* Assignment *
Could you copy exactly the line that contains "url: String, reason: String" and every line after it to the end of the records, and nothing more?

* Saved data entries *

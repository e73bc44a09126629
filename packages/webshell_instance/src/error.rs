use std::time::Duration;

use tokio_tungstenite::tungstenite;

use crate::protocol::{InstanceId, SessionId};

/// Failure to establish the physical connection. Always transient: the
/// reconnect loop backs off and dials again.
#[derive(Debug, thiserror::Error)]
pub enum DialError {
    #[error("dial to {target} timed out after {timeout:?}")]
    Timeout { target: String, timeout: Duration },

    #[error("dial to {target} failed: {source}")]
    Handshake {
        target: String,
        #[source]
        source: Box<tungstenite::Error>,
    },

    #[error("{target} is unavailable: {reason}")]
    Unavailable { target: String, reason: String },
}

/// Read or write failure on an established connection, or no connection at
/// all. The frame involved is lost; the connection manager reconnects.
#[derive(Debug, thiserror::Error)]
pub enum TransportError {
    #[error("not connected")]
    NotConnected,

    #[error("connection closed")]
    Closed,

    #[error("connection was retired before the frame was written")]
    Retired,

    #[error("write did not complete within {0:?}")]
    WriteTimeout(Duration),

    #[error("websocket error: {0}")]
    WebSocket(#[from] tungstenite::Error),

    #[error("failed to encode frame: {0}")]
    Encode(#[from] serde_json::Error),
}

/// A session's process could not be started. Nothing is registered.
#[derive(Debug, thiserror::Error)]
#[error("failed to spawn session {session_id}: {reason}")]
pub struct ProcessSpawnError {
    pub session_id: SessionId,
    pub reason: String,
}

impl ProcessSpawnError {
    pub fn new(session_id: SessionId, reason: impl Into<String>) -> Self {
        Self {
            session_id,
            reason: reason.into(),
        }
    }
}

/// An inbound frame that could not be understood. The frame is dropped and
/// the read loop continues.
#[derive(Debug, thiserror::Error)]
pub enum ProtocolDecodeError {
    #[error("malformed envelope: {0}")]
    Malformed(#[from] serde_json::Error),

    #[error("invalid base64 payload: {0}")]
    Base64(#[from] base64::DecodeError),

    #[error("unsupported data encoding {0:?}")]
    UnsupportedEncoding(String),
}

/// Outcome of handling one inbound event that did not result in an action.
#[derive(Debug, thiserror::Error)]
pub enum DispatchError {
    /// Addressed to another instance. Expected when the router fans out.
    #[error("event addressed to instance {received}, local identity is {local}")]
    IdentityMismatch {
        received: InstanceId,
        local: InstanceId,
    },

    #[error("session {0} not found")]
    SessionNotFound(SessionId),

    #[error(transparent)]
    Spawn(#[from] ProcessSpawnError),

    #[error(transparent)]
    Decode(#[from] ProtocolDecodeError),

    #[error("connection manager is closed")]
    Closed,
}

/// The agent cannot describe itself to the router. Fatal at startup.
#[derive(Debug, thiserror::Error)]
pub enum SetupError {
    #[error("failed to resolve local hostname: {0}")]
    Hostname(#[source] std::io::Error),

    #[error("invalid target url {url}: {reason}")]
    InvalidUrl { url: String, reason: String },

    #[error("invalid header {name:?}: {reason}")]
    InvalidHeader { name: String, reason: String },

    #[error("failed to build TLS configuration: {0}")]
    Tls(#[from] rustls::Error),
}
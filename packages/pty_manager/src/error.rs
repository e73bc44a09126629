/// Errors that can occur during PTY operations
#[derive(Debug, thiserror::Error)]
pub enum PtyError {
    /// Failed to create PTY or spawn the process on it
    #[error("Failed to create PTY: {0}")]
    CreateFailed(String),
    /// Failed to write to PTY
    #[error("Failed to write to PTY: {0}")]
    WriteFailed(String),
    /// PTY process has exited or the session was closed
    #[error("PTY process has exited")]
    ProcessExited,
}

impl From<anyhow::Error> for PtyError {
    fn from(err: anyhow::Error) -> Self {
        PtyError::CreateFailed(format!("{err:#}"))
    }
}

* Your response *
    InvalidUrl { url: String, reason: String },

    #[error("invalid header {name:?}: {reason}")]
    InvalidHeader { name: String, reason: String },

    #[error("failed to build TLS configuration: {0}")]
    Tls(#[from] rustls::Error),
}
filename packages/pty_manager/src/error.rs
repository e73bc44a09126629
/// Errors that can occur during PTY operations
#[derive(Debug, thiserror::Error)]
pub enum PtyError {
    /// Failed to create PTY or spawn the process on it
    #[error("Failed to create PTY: {0}")]
    CreateFailed(String),
    /// Failed to write to PTY
    #[error("Failed to write to PTY: {0}")]
    WriteFailed(String),
    /// PTY process has exited or the session was closed
    #[error("PTY process has exited")]
    ProcessExited,
}

impl From<anyhow::Error> for PtyError {
    fn from(err: anyhow::Error) -> Self {
        PtyError::CreateFailed(format!("{err:#}"))
    }
}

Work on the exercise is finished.